Exercise input –

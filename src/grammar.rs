//! Backtracking grammar engine
//!
//! Grammars are data: a start [`Symbol`] plus a table of [`GrammarRule`]s kept
//! sorted by left-hand side. [`Grammar::parse`] searches for a leftmost
//! derivation of the whole token range and, on success, replays the rule
//! actions of that single derivation against a caller-owned context.

pub mod engine;
pub mod rule;
pub mod symbol;

pub use engine::Grammar;
pub use rule::{default_error, Action, GrammarRule, ParseFailure, Production};
pub use symbol::{Symbol, SymbolKind};
//! Grammar alphabet.

use serde::{Deserialize, Serialize};
use std::cmp::Ordering;
use std::fmt;

use crate::syntax::{TokenId, TokenKind};

#[derive(Debug, Copy, Clone, PartialEq, Eq, Hash, Serialize, Deserialize)]
pub enum SymbolKind {
    Terminal,
    NonTerminal,
}

/// A terminal or nonterminal grammar symbol.
///
/// Symbols compare by id only. Terminal ids are token ids, so nonterminal ids
/// must be allocated outside the token alphabet; see [`Symbol::FIRST_NONTERMINAL_ID`].
#[derive(Debug, Copy, Clone, Serialize, Deserialize)]
pub struct Symbol {
    pub id: u32,
    pub kind: SymbolKind,
}

impl Symbol {
    /// Lowest id handed out to nonterminals by convention.
    pub const FIRST_NONTERMINAL_ID: u32 = 100;

    pub const fn terminal(id: TokenId) -> Self {
        Self {
            id,
            kind: SymbolKind::Terminal,
        }
    }

    pub const fn nonterminal(id: u32) -> Self {
        Self {
            id,
            kind: SymbolKind::NonTerminal,
        }
    }

    pub const fn token(kind: TokenKind) -> Self {
        Self::terminal(kind.id())
    }

    pub fn is_terminal(&self) -> bool {
        self.kind == SymbolKind::Terminal
    }
}

impl PartialEq for Symbol {
    fn eq(&self, other: &Self) -> bool {
        self.id == other.id
    }
}

impl Eq for Symbol {}

impl PartialOrd for Symbol {
    fn partial_cmp(&self, other: &Self) -> Option<Ordering> {
        Some(self.cmp(other))
    }
}

impl Ord for Symbol {
    fn cmp(&self, other: &Self) -> Ordering {
        self.id.cmp(&other.id)
    }
}

impl fmt::Display for Symbol {
    fn fmt(&self, f: &mut fmt::Formatter<'_>) -> fmt::Result {
        match (self.kind, TokenKind::from_id(self.id)) {
            (SymbolKind::Terminal, Some(kind)) => write!(f, "{}", kind.describe()),
            (SymbolKind::Terminal, None) => write!(f, "terminal #{}", self.id),
            (SymbolKind::NonTerminal, _) => write!(f, "nonterminal #{}", self.id),
        }
    }
}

Work required – Using the records above, write out exactly the lines between the one holding "replays the rule" and the one holding "impl PartialOrd for", inclusive; leave everything else out.

Result below –
//! derivation of the whole token range and, on success, replays the rule
//! actions of that single derivation against a caller-owned context.

pub mod engine;
pub mod rule;
pub mod symbol;

pub use engine::Grammar;
pub use rule::{default_error, Action, GrammarRule, ParseFailure, Production};
pub use symbol::{Symbol, SymbolKind};
//! Grammar alphabet.

use serde::{Deserialize, Serialize};
use std::cmp::Ordering;
use std::fmt;

use crate::syntax::{TokenId, TokenKind};

#[derive(Debug, Copy, Clone, PartialEq, Eq, Hash, Serialize, Deserialize)]
pub enum SymbolKind {
    Terminal,
    NonTerminal,
}

/// A terminal or nonterminal grammar symbol.
///
/// Symbols compare by id only. Terminal ids are token ids, so nonterminal ids
/// must be allocated outside the token alphabet; see [`Symbol::FIRST_NONTERMINAL_ID`].
#[derive(Debug, Copy, Clone, Serialize, Deserialize)]
pub struct Symbol {
    pub id: u32,
    pub kind: SymbolKind,
}

impl Symbol {
    /// Lowest id handed out to nonterminals by convention.
    pub const FIRST_NONTERMINAL_ID: u32 = 100;

    pub const fn terminal(id: TokenId) -> Self {
        Self {
            id,
            kind: SymbolKind::Terminal,
        }
    }

    pub const fn nonterminal(id: u32) -> Self {
        Self {
            id,
            kind: SymbolKind::NonTerminal,
        }
    }

    pub const fn token(kind: TokenKind) -> Self {
        Self::terminal(kind.id())
    }

    pub fn is_terminal(&self) -> bool {
        self.kind == SymbolKind::Terminal
    }
}

impl PartialEq for Symbol {
    fn eq(&self, other: &Self) -> bool {
        self.id == other.id
    }
}

impl Eq for Symbol {}

impl PartialOrd for Symbol {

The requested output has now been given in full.